Oui, nos très chers frères, nous vous le répétons, ces maux innombrables qui oppressent l’âme de notre bon Roi ; (Lettre de Sa Majesté) les maux plus cruels encore que nous appréhendons, & qu’il ne nous est pas donné de prévoir, prennent leurs sources dans ce déluge de brochures clandestines inspirées par l’orgueil et la témérité. C’est ainsi qu’un torrent, qui a rompu ses digues, porte partout la désolation, l’effroi, le ravage.

(Page 10) « Un scepticisme pernicieux, un affreux égoïsme, voilà la religion du jour.
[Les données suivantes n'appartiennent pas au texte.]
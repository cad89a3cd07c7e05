//! Octocrab client wrapper scoped to a specific repository.
//!
//! `GitHubEffect` variants carry no repository, so the client supplies it.

use octocrab::Octocrab;

use crate::types::RepoId;

/// A GitHub API client scoped to a specific repository.
#[derive(Clone)]
pub struct OctocrabClient {
    client: Octocrab,
    repo: RepoId,
}

impl OctocrabClient {
    /// Wraps an already-authenticated octocrab instance (for a GitHub App,
    /// an installation client).
    pub fn new(client: Octocrab, repo: RepoId) -> Self {
        Self { client, repo }
    }

    pub fn inner(&self) -> &Octocrab {
        &self.client
    }

    pub fn repo(&self) -> &RepoId {
        &self.repo
    }

    pub fn owner(&self) -> &str {
        &self.repo.owner
    }

    pub fn repo_name(&self) -> &str {
        &self.repo.repo
    }
}

impl std::fmt::Debug for OctocrabClient {
    fn fmt(&self, f: &mut std::fmt::Formatter<'_>) -> std::fmt::Result {
        f.debug_struct("OctocrabClient")
            .field("repo", &self.repo)
            .finish_non_exhaustive()
    }
}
Par un abus déplorable de la liberté ; riche présent de la nature, on veut que chacun puisse penser, écrire tout ce qui lui plaira ; que les cultes, sans distinction, soient permis ; que le Disciple obstiné de Moïse, que le fanatique sectateur de Mahomet, que l’adorateur insensé des plus méprisables Idoles, que l’artificieux Socinien, que l’aveugle & voluptueux Athée, que les sectes les plus contraires, les plus absurdes, reposent avec le Chrétien Catholique sous l’aile & la protection du gouvernement Français.
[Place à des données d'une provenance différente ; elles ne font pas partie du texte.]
#[cfg(test)]
mod tests {
    use super::*;
    use crate::policy::report::{FAILURE_DESCRIPTION, SUCCESS_DESCRIPTION};
    use crate::test_utils::{MockConnector, MockGitHub};
    use crate::types::StatusState;

    const SHA: &str = "0123456789abcdef0123456789abcdef01234567";
    const AUTHOR: u64 = 100;
    const REVIEWER: u64 = 200;

    fn push(git_ref: &str) -> PushEvent {
        PushEvent {
            git_ref: git_ref.to_string(),
            head_sha: Sha::new(SHA),
            head_message: String::new(),
            repo: RepoId::new("acme", "widgets"),
        }
    }

    async fn run(
        connector: &MockConnector,
        config: &PipelineConfig,
    ) -> Result<PushOutcome, PipelineError> {
        handle_push(
            connector,
            &ProtectedRefs::default(),
            config,
            &push("refs/heads/staging"),
            &CancellationToken::new(),
        )
        .await
    }

    fn reported_state(outcome: &Result<PushOutcome, PipelineError>) -> StatusState {
        match outcome {
            Ok(PushOutcome::Reported(report)) => report.state,
            other => panic!("expected a reported status, got {:?}", other),
        }
    }

    #[tokio::test]
    async fn irrelevant_ref_makes_no_calls() {
        let github = MockGitHub::new().with_commit(SHA, "7: thing r=a a=b");
        let connector = MockConnector::new(github.clone());

        let outcome = handle_push(
            &connector,
            &ProtectedRefs::default(),
            &PipelineConfig::default(),
            &push("refs/heads/main"),
            &CancellationToken::new(),
        )
        .await
        .unwrap();

        assert_eq!(outcome, PushOutcome::Ignored);
        assert!(connector.connected().is_empty());
        assert!(github.effects().is_empty());
    }

    #[tokio::test]
    async fn no_annotations_publishes_success() {
        let github = MockGitHub::new().with_commit(SHA, "Fix typo in README");
        let connector = MockConnector::new(github.clone());

        let outcome = run(&connector, &PipelineConfig::default()).await;

        assert_eq!(reported_state(&outcome), StatusState::Success);
        assert_eq!(
            github.effects(),
            vec![
                GitHubEffect::GetCommit { sha: Sha::new(SHA) },
                GitHubEffect::CreateStatus {
                    sha: Sha::new(SHA),
                    state: StatusState::Success,
                    description: SUCCESS_DESCRIPTION.to_string(),
                    context: "four-eyes".to_string(),
                },
            ]
        );
    }

    #[tokio::test]
    async fn approved_pr_publishes_success() {
        let github = MockGitHub::new()
            .with_commit(SHA, "Merge #7\n\n7: Add widget r=bob a=alice\n")
            .with_pr(7, AUTHOR)
            .with_comment(7, REVIEWER, "bors r+");
        let connector = MockConnector::new(github.clone());

        let outcome = run(&connector, &PipelineConfig::default()).await;

        assert_eq!(reported_state(&outcome), StatusState::Success);
        assert_eq!(
            github.statuses(),
            vec![(
                Sha::new(SHA),
                StatusState::Success,
                SUCCESS_DESCRIPTION.to_string(),
                "four-eyes".to_string()
            )]
        );
    }

    #[tokio::test]
    async fn self_approved_pr_publishes_error() {
        let github = MockGitHub::new()
            .with_commit(SHA, "Merge #7\n\n7: Add widget r=alice a=alice\n")
            .with_pr(7, AUTHOR)
            .with_comment(7, AUTHOR, "bors r+");
        let connector = MockConnector::new(github.clone());

        let outcome = run(&connector, &PipelineConfig::default()).await;

        assert_eq!(reported_state(&outcome), StatusState::Error);
        let statuses = github.statuses();
        assert_eq!(statuses.len(), 1);
        assert_eq!(
            statuses[0].2,
            "The following pull requests were not approved by a second peer: #7"
        );
    }

    #[tokio::test]
    async fn rejected_prs_listed_in_message_order() {
        let github = MockGitHub::new()
            .with_commit(
                SHA,
                "Merge #3 #1 #2\n\n3: c r=x a=y\n1: a r=x a=y\n2: b r=x a=y\n",
            )
            .with_pr(3, AUTHOR)
            .with_pr(1, AUTHOR)
            .with_pr(2, AUTHOR)
            .with_comment(2, REVIEWER, "bors r+");
        let connector = MockConnector::new(github.clone());
        let config = PipelineConfig {
            max_concurrent_checks: 2,
            ..PipelineConfig::default()
        };

        let outcome = run(&connector, &config).await;

        assert_eq!(reported_state(&outcome), StatusState::Error);
        assert!(github.statuses()[0].2.ends_with("#3,#1"));
    }

    #[tokio::test]
    async fn pr_lookup_error_rejects_only_that_pr() {
        let github = MockGitHub::new()
            .with_commit(SHA, "1: a r=x a=y\n2: b r=x a=y\n")
            .with_pr(1, AUTHOR)
            .with_comment(1, REVIEWER, "bors r+")
            .failing_when(|e| matches!(e, GitHubEffect::GetPr { pr } if *pr == PrNumber(2)));
        let connector = MockConnector::new(github.clone());

        let outcome = run(&connector, &PipelineConfig::default()).await;

        assert_eq!(reported_state(&outcome), StatusState::Error);
        assert!(github.statuses()[0].2.ends_with(": #2"));
    }

    #[tokio::test]
    async fn duplicate_references_checked_once() {
        let github = MockGitHub::new()
            .with_commit(SHA, "5: a r=x a=y\n5: a again r=x a=y\n")
            .with_pr(5, AUTHOR)
            .with_comment(5, REVIEWER, "bors r+");
        let connector = MockConnector::new(github.clone());

        run(&connector, &PipelineConfig::default()).await.unwrap();

        let pr_lookups = github
            .effects()
            .into_iter()
            .filter(|e| matches!(e, GitHubEffect::GetPr { .. }))
            .count();
        assert_eq!(pr_lookups, 1);
    }

    #[tokio::test]
    async fn unreadable_commit_publishes_failure() {
        let github = MockGitHub::new();
        let connector = MockConnector::new(github.clone());

        let outcome = run(&connector, &PipelineConfig::default()).await;

        assert_eq!(reported_state(&outcome), StatusState::Failure);
        assert_eq!(github.statuses()[0].2, FAILURE_DESCRIPTION);
    }

    #[tokio::test]
    async fn deadline_expiry_publishes_failure() {
        let github = MockGitHub::new()
            .with_commit(SHA, "7: a r=x a=y")
            .with_pr(7, AUTHOR)
            .with_delay(Duration::from_millis(200));
        let connector = MockConnector::new(github.clone());
        let config = PipelineConfig {
            deadline: Duration::from_millis(20),
            ..PipelineConfig::default()
        };

        let outcome = run(&connector, &config).await;

        assert_eq!(reported_state(&outcome), StatusState::Failure);
        assert_eq!(github.statuses().len(), 1);
    }

    #[tokio::test]
    async fn shutdown_publishes_failure() {
        let github = MockGitHub::new()
            .with_commit(SHA, "7: a r=x a=y")
            .with_pr(7, AUTHOR)
            .with_comment(7, REVIEWER, "bors r+");
        let connector = MockConnector::new(github.clone());
        let cancel = CancellationToken::new();
        cancel.cancel();

        let outcome = handle_push(
            &connector,
            &ProtectedRefs::default(),
            &PipelineConfig::default(),
            &push("refs/heads/trying"),
            &cancel,
        )
        .await;

        assert_eq!(reported_state(&outcome), StatusState::Failure);
        assert!(
            !github
                .effects()
                .iter()
                .any(|e| matches!(e, GitHubEffect::GetPr { .. }))
        );
    }

    #[tokio::test]
    async fn connect_failure_is_an_error() {
        let connector = MockConnector::failing();

        let outcome = run(&connector, &PipelineConfig::default()).await;

        assert!(matches!(outcome, Err(PipelineError::Connect { .. })));
    }

    #[tokio::test]
    async fn fetched_message_wins_over_payload_message() {
        let github = MockGitHub::new().with_commit(SHA, "No annotations here");
        let connector = MockConnector::new(github.clone());
        let event = PushEvent {
            head_message: "7: sneaky r=x a=y".to_string(),
            ..push("refs/heads/staging")
        };

        let outcome = handle_push(
            &connector,
            &ProtectedRefs::default(),
            &PipelineConfig::default(),
            &event,
            &CancellationToken::new(),
        )
        .await;

        assert_eq!(reported_state(&outcome), StatusState::Success);
        assert!(
            !github
                .effects()
                .iter()
                .any(|e| matches!(e, GitHubEffect::GetPr { .. }))
        );
    }

    #[tokio::test]
    async fn hung_connection_is_bounded_by_deadline() {
        let connector = MockConnector::hanging();
        let config = PipelineConfig {
            deadline: Duration::from_millis(50),
            publish_timeout: Duration::from_millis(50),
            ..PipelineConfig::default()
        };

        let outcome = tokio::time::timeout(Duration::from_secs(2), run(&connector, &config))
            .await
            .expect("handle_push should give up once the deadline passes");

        match outcome {
            Err(PipelineError::Connect { message, .. }) => {
                assert!(message.contains("deadline"), "{}", message)
            }
            other => panic!("expected a connect error, got {:?}", other),
        }
        assert!(connector.github.effects().is_empty());
    }

    #[tokio::test]
    async fn hung_connection_is_abandoned_on_shutdown() {
        let connector = MockConnector::hanging();
        let cancel = CancellationToken::new();
        cancel.cancel();

        let outcome = tokio::time::timeout(
            Duration::from_secs(2),
            handle_push(
                &connector,
                &ProtectedRefs::default(),
                &PipelineConfig::default(),
                &push("refs/heads/staging"),
                &cancel,
            ),
        )
        .await
        .expect("handle_push should return promptly after shutdown");

        assert!(matches!(outcome, Err(PipelineError::Connect { .. })));
    }

    #[tokio::test]
    async fn publish_failure_is_an_error_and_not_retried() {
        let github = MockGitHub::new()
            .with_commit(SHA, "no annotations")
            .failing_when(|e| matches!(e, GitHubEffect::CreateStatus { .. }));
        let connector = MockConnector::new(github.clone());

        let outcome = run(&connector, &PipelineConfig::default()).await;

        assert!(matches!(outcome, Err(PipelineError::Publish { .. })));
        assert_eq!(github.statuses().len(), 1);
    }

    #[tokio::test]
    async fn custom_status_context() {
        let github = MockGitHub::new().with_commit(SHA, "nothing");
        let connector = MockConnector::new(github.clone());
        let config = PipelineConfig {
            status_context: "acme/four-eyes".to_string(),
            ..PipelineConfig::default()
        };

        run(&connector, &config).await.unwrap();

        assert_eq!(github.statuses()[0].3, "acme/four-eyes");
    }

    #[tokio::test]
    async fn check_all_keeps_order_under_concurrency() {
        let mut github = MockGitHub::new();
        let prs: Vec<PrNumber> = (1..=12).map(PrNumber).collect();
        for pr in &prs {
            github = github.with_pr(pr.0, AUTHOR);
            if pr.0 % 3 == 0 {
                github = github.with_comment(pr.0, REVIEWER, "bors r+");
            }
        }
        let config = PipelineConfig {
            max_concurrent_checks: 3,
            ..PipelineConfig::default()
        };

        let repo = RepoId::new("acme", "widgets");
        let verdicts = check_all(&github, &repo, prs.clone(), &config).await;

        assert_eq!(verdicts.iter().map(|v| v.pr).collect::<Vec<_>>(), prs);
        for verdict in verdicts {
            assert_eq!(verdict.approved, verdict.pr.0 % 3 == 0);
        }
    }
}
Le délire de nos Philosophes modernes, de nos prétendus esprits forts, va plus loin : à la charité Chrétienne, à cette Reine des vertus, qui est le lien essentiel de toute société, & la base de notre religion, ils osent substituer une stoïque & stérile bienfaisance, vertu purement humaine : elle prend sa source dans la compassion naturelle, tandis que la charité tire son origine de Dieu même ; (…)
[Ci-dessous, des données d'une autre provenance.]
//! Effects-as-data for GitHub operations.
//!
//! The policy and pipeline code describe API calls as [`GitHubEffect`] values
//! and hand them to a [`GitHubInterpreter`]. This keeps the decision logic
//! testable against a mock interpreter and lets every intended call be logged.

pub mod error;
pub mod github;
pub mod interpreter;

pub use error::EffectError;
pub use github::{CommentData, CommitData, GitHubEffect, GitHubResponse, PrData};
pub use interpreter::{GitHubConnector, GitHubInterpreter};
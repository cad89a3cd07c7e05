//! Liveness endpoint.

use axum::http::StatusCode;

/// Returns 200 with the text "OK" while the server accepts connections.
pub async fn health_handler() -> (StatusCode, &'static str) {
    (StatusCode::OK, "OK")
}
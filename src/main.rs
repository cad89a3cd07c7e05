use anyhow::Context;
use tokio_util::sync::CancellationToken;
use tracing_subscriber::{layer::SubscriberExt, util::SubscriberInitExt};

use four_eyes::config::Config;
use four_eyes::github::InstallationConnector;
use four_eyes::server::{AppState, build_router};

#[tokio::main]
async fn main() -> anyhow::Result<()> {
    tracing_subscriber::registry()
        .with(
            tracing_subscriber::EnvFilter::try_from_default_env()
                .unwrap_or_else(|_| "four_eyes=debug,tower_http=debug".into()),
        )
        .with(tracing_subscriber::fmt::layer())
        .init();

    let config = Config::from_env().context("loading configuration")?;
    let connector = InstallationConnector::new(
        config.app_id,
        config.installation_id,
        &config.private_key_pem,
    )
    .context("building GitHub App client")?;

    let shutdown = CancellationToken::new();
    let app = build_router(AppState::from_config(&config, connector, shutdown.clone()));

    let listener = tokio::net::TcpListener::bind(config.listen_addr)
        .await
        .with_context(|| format!("binding {}", config.listen_addr))?;
    tracing::info!(
        addr = %config.listen_addr,
        protected_refs = ?config.protected_refs.iter().collect::<Vec<_>>(),
        "listening"
    );

    axum::serve(listener, app)
        .with_graceful_shutdown(shutdown_signal(shutdown))
        .await
        .context("server error")?;

    tracing::info!("shut down");
    Ok(())
}

/// Resolves on ctrl-c, cancelling in-flight evaluations first.
async fn shutdown_signal(shutdown: CancellationToken) {
    if let Err(e) = tokio::signal::ctrl_c().await {
        tracing::error!(error = %e, "failed to install ctrl-c handler");
        std::future::pending::<()>().await;
    }
    tracing::info!("shutdown requested");
    shutdown.cancel();
}
//! Commit status states.

use serde::{Deserialize, Serialize};
use std::fmt;

/// The state of a commit status as published by this checker.
///
/// GitHub also has `pending`, which this checker never publishes: a status is
/// only written once the outcome is known.
#[derive(Debug, Clone, Copy, PartialEq, Eq, Hash, Serialize, Deserialize)]
#[serde(rename_all = "lowercase")]
pub enum StatusState {
    /// Every referenced PR was approved by someone other than its author.
    Success,
    /// At least one referenced PR lacks a non-author approval.
    Error,
    /// The check itself could not be completed.
    Failure,
}

impl StatusState {
    /// Returns the GitHub API string for this state.
    pub fn as_api_str(&self) -> &'static str {
        match self {
            StatusState::Success => "success",
            StatusState::Error => "error",
            StatusState::Failure => "failure",
        }
    }
}

impl fmt::Display for StatusState {
    fn fmt(&self, f: &mut fmt::Formatter<'_>) -> fmt::Result {
        f.write_str(self.as_api_str())
    }
}
//! netdiag - a network diagnostics engine
//!
//! Issues HTTP requests, resolves and caches DNS records, probes host
//! reachability via the platform ping utility, and scans TCP ports with
//! bounded concurrency. Every operation answers through the same
//! [`ActionResult`] envelope so a hosting dispatcher can treat all
//! capabilities uniformly.

pub mod config;
pub mod dispatcher;
pub mod dns;
pub mod error;
pub mod http;
pub mod ping;
pub mod result;
pub mod scanner;
pub mod services;

// Re-export commonly used types
pub use config::EngineConfig;
pub use dispatcher::NetworkEngine;
pub use dns::{DnsCache, DnsResolver};
pub use error::DiagError;
pub use http::{HttpExecutor, RequestOptions};
pub use ping::PingProber;
pub use result::ActionResult;
pub use scanner::PortScanner;

pub type Result<T> = std::result::Result<T, DiagError>;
(Page 11) « N’est-il pas temps, nos très chers Frères, que le Peuple Français se réveille, & que du fond de nos cœurs s’élève un cri général pour réclamer nos anciennes Lois & le rétablissement de l’ordre public. »

(Page 13) « O vous ! nos vénérables frères qui, associés à notre sacerdoce, partagez avec nous les soins du troupeau qui nous est confié ; vous, nos dignes coopérateurs, voici le moment de vous montrer dans ces jours de crise & de fermentation, montez dans la Chaire de vérités ; faites entendre à vos Ouailles des leçons de soumission & d’obéissance aux puissances légitimes que la main de Dieu lui-même a placé au-dessus de nos têtes ; celui qi résiste aux puissances, trouble l’ordre établi par Dieu ; que votre voix chérie retentisse à leurs oreilles, usez de toute l’influence que vous donne la sainteté de votre caractère, pour imprimer profondément dans leurs âmes la fidélité inébranlable que nous devons à Dieu & au Roi.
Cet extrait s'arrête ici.